3) Psionic Summons - The Mutant may focus her desire on one non-living object of up to 40 lbs. in a 100’ radius, causing it to dematerialize at its current location and re-materialize within 20’ of the Mutant, so long as nothing occupies the space at which the Mutant intends it to materialize. This is usable once per day.

4) Auratic Pattern Recognition - This power allows the Mutant to visualize the subtle shifts in the aura of a humanoid creature within a 40’ radius, giving the Mutant a basic read on the surface level intentions of the target. Lasts 1 turn and gives a +1 to the Mutant’s reaction rolls, as well as initiative if the Mutant is alone. Usable once per day.
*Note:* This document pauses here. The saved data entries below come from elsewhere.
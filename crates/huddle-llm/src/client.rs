// Claude Messages API client.
//
// Requests are sent with `stream: true`; the text deltas are collected into a
// single reply. Status errors and in-stream `error` events are turned into
// `LlmError` with the API's own message when it sends one.

use futures_util::StreamExt;
use reqwest_eventsource::{Event, EventSource, RequestBuilderExt};
use serde_json::Value;
use tracing::{debug, warn};

use huddle_core::config::Config;

pub const ANTHROPIC_API_URL: &str = "https://api.anthropic.com/v1/messages";
const ANTHROPIC_VERSION: &str = "2023-06-01";

#[derive(Debug, thiserror::Error)]
pub enum LlmError {
    #[error("API returned status {status}: {message}")]
    Status { status: u16, message: String },

    #[error("API error: {0}")]
    Api(String),

    #[error("network error: {0}")]
    Transport(String),

    #[error("reply stream ended without any text")]
    EmptyReply,
}

impl LlmError {
    async fn from_stream(err: reqwest_eventsource::Error) -> Self {
        match err {
            reqwest_eventsource::Error::InvalidStatusCode(status, response) => {
                let body = response.text().await.unwrap_or_default();
                let message = api_error_message(&body).unwrap_or_else(|| {
                    status.canonical_reason().unwrap_or("unknown error").to_string()
                });
                LlmError::Status {
                    status: status.as_u16(),
                    message,
                }
            }
            reqwest_eventsource::Error::Transport(e) => LlmError::Transport(e.to_string()),
            other => LlmError::Transport(other.to_string()),
        }
    }
}

/// Claude client for one model and API key.
pub struct ClaudeClient {
    http: reqwest::Client,
    api_url: String,
    api_key: String,
    model: String,
}

impl ClaudeClient {
    pub fn new(api_key: String, model: String) -> Self {
        Self::with_api_url(ANTHROPIC_API_URL.to_string(), api_key, model)
    }

    /// Client that posts to `api_url` instead of the public endpoint.
    pub fn with_api_url(api_url: String, api_key: String, model: String) -> Self {
        Self {
            http: reqwest::Client::new(),
            api_url,
            api_key,
            model,
        }
    }

    /// `None` unless the credentials carry a non-empty API key.
    pub fn from_config(config: &Config) -> Option<Self> {
        config
            .credentials
            .anthropic_api_key
            .as_deref()
            .map(str::trim)
            .filter(|key| !key.is_empty())
            .map(|key| Self::new(key.to_string(), config.llm.model.clone()))
    }

    /// Send one user message and return the assembled reply text.
    pub async fn complete(
        &self,
        system: &str,
        prompt: &str,
        max_tokens: u32,
    ) -> Result<String, LlmError> {
        let body = serde_json::json!({
            "model": self.model,
            "max_tokens": max_tokens,
            "stream": true,
            "system": system,
            "messages": [{ "role": "user", "content": prompt }]
        });

        let mut source = self
            .http
            .post(&self.api_url)
            .header("x-api-key", &self.api_key)
            .header("anthropic-version", ANTHROPIC_VERSION)
            .header("content-type", "application/json")
            .json(&body)
            .eventsource()
            .map_err(|e| LlmError::Transport(e.to_string()))?;

        let result = collect_reply(&mut source).await;
        source.close();
        result
    }
}

async fn collect_reply(source: &mut EventSource) -> Result<String, LlmError> {
    let mut reply = String::new();
    while let Some(event) = source.next().await {
        match event {
            Ok(Event::Open) => debug!("reply stream opened"),
            Ok(Event::Message(message)) => {
                match read_message(&message.event, &message.data, &mut reply) {
                    Step::Continue => {}
                    Step::Done => return Ok(reply),
                    Step::Failed(message) => return Err(LlmError::Api(message)),
                }
            }
            Err(reqwest_eventsource::Error::StreamEnded) => break,
            Err(err) => {
                warn!("reply stream failed: {err}");
                return Err(LlmError::from_stream(err).await);
            }
        }
    }
    if reply.is_empty() {
        Err(LlmError::EmptyReply)
    } else {
        Ok(reply)
    }
}

/// What one server-sent event means for the reply being assembled.
#[derive(Debug, PartialEq, Eq)]
enum Step {
    Continue,
    Done,
    Failed(String),
}

fn read_message(event: &str, data: &str, reply: &mut String) -> Step {
    match event {
        "content_block_delta" => {
            if let Some(text) = delta_text(data) {
                reply.push_str(&text);
            }
            Step::Continue
        }
        "message_stop" => Step::Done,
        "error" => Step::Failed(api_error_message(data).unwrap_or_else(|| data.to_string())),
        _ => Step::Continue,
    }
}

/// `delta.text` of a `content_block_delta` payload.
fn delta_text(data: &str) -> Option<String> {
    let v: Value = serde_json::from_str(data).ok()?;
    v.get("delta")?.get("text")?.as_str().map(str::to_string)
}

/// `error.message` of an API error body or `error` event.
fn api_error_message(body: &str) -> Option<String> {
    let v: Value = serde_json::from_str(body).ok()?;
    v.get("error")?
        .get("message")?
        .as_str()
        .map(str::to_string)
}

#[cfg(test)]
mod tests {
    use super::*;
    use crate::test_support::{serve_once, sse_body, sse_error_body};

    fn mock_client(url: String) -> ClaudeClient {
        ClaudeClient::with_api_url(url, "sk-test".into(), "test".into())
    }

    #[test]
    fn deltas_accumulate_until_stop() {
        let mut reply = String::new();
        let delta = |t: &str| {
            serde_json::json!({"type": "content_block_delta", "delta": {"type": "text_delta", "text": t}})
                .to_string()
        };
        assert_eq!(read_message("message_start", "{}", &mut reply), Step::Continue);
        assert_eq!(read_message("content_block_delta", &delta("[\"閃電"), &mut reply), Step::Continue);
        assert_eq!(read_message("content_block_delta", &delta("隊\"]"), &mut reply), Step::Continue);
        assert_eq!(read_message("ping", "{}", &mut reply), Step::Continue);
        assert_eq!(read_message("message_stop", "{}", &mut reply), Step::Done);
        assert_eq!(reply, "[\"閃電隊\"]");
    }

    #[test]
    fn malformed_delta_is_skipped() {
        let mut reply = String::from("ok");
        assert_eq!(read_message("content_block_delta", "{broken", &mut reply), Step::Continue);
        assert_eq!(reply, "ok");
    }

    #[test]
    fn error_event_carries_api_message() {
        let data = r#"{"type":"error","error":{"type":"overloaded_error","message":"Overloaded"}}"#;
        let mut reply = String::new();
        assert_eq!(
            read_message("error", data, &mut reply),
            Step::Failed("Overloaded".into())
        );
        assert_eq!(
            read_message("error", "gateway hiccup", &mut reply),
            Step::Failed("gateway hiccup".into())
        );
    }

    #[test]
    fn from_config_needs_a_real_key() {
        let mut config = Config::default();
        assert!(ClaudeClient::from_config(&config).is_none());
        config.credentials.anthropic_api_key = Some("   ".to_string());
        assert!(ClaudeClient::from_config(&config).is_none());
        config.credentials.anthropic_api_key = Some("sk-ant-test-key".to_string());
        assert!(ClaudeClient::from_config(&config).is_some());
    }

    #[tokio::test]
    async fn complete_joins_streamed_text() {
        let body = sse_body(&["Hello", ", ", "world"]);
        let (url, server) = serve_once("200 OK", "text/event-stream", body).await;

        let text = mock_client(url).complete("s", "u", 50).await.unwrap();
        assert_eq!(text, "Hello, world");
        let _ = server.await;
    }

    #[tokio::test]
    async fn status_error_reports_api_message() {
        let body = r#"{"type":"error","error":{"type":"authentication_error","message":"Invalid API key"}}"#;
        let (url, server) =
            serve_once("401 Unauthorized", "application/json", body.to_string()).await;

        let err = mock_client(url).complete("s", "u", 50).await.unwrap_err();
        match err {
            LlmError::Status { status, message } => {
                assert_eq!(status, 401);
                assert_eq!(message, "Invalid API key");
            }
            other => panic!("unexpected error: {other}"),
        }
        let _ = server.await;
    }

    #[tokio::test]
    async fn status_error_without_body_uses_reason() {
        let (url, server) = serve_once("503 Service Unavailable", "text/plain", String::new()).await;

        let err = mock_client(url).complete("s", "u", 50).await.unwrap_err();
        assert_eq!(err.to_string(), "API returned status 503: Service Unavailable");
        let _ = server.await;
    }

    #[tokio::test]
    async fn error_event_mid_stream_fails_the_request() {
        let (url, server) =
            serve_once("200 OK", "text/event-stream", sse_error_body("Overloaded")).await;

        let err = mock_client(url).complete("s", "u", 50).await.unwrap_err();
        assert!(matches!(err, LlmError::Api(ref m) if m == "Overloaded"), "{err}");
        let _ = server.await;
    }
}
5) Field of Atonia - The Mutant may emit a 50’ radius psychic blast of crippling energy, causing all specified targets to experience a withering of their musculature and nervous system which lasts 1 turn. This inflicts a -1 penalty to initiative and attacks, and halves movement. Usable once per day.

6) Psychic Guillotine - The Mutant channels her feelings of rage and oppression into a psychic hatchet which strikes at the base of a target’s neck, inflicting 1d6+1 damage automatically. Usable twice per day.

7) Self-Reconstructive Meditation - The Mutant may enter into a mantra-led trance lasting an hour and allowing her to psychically force her cells to regenerate. The Mutant then rolls a Saving Throw. If successful, she regains half her total hit points; if a failure, she regains one quarter of her total hit points. Either way the Mutant must consume twice as much food for the next 24 hours. Usable once per day.

8) Ectoplasmic Arm - The Mutant vomits a stream of ectoplasm from her mouth, nose, tear ducts, and ears, which then can be remotely operated as an arm with the full functionality and equivalent STR of the Mutant. This arm has a range of 60’ and lasts 1 turn. Usable twice per day.

9) Telepathic Tranception - The Mutant may target any creature within 200’ for the purposes of reading its mind. A successful 3d6 vs. WIS roll allows the Mutant to read said mind for up to 1 turn, and can still move at half speed while doing so. A failure simply means that the Mutant spams the target’s mind with psychic effluvia, causing wild and unpredictable reactions instead (subject to GM discretion). The Mutant may choose to fail this roll. Usable twice per day.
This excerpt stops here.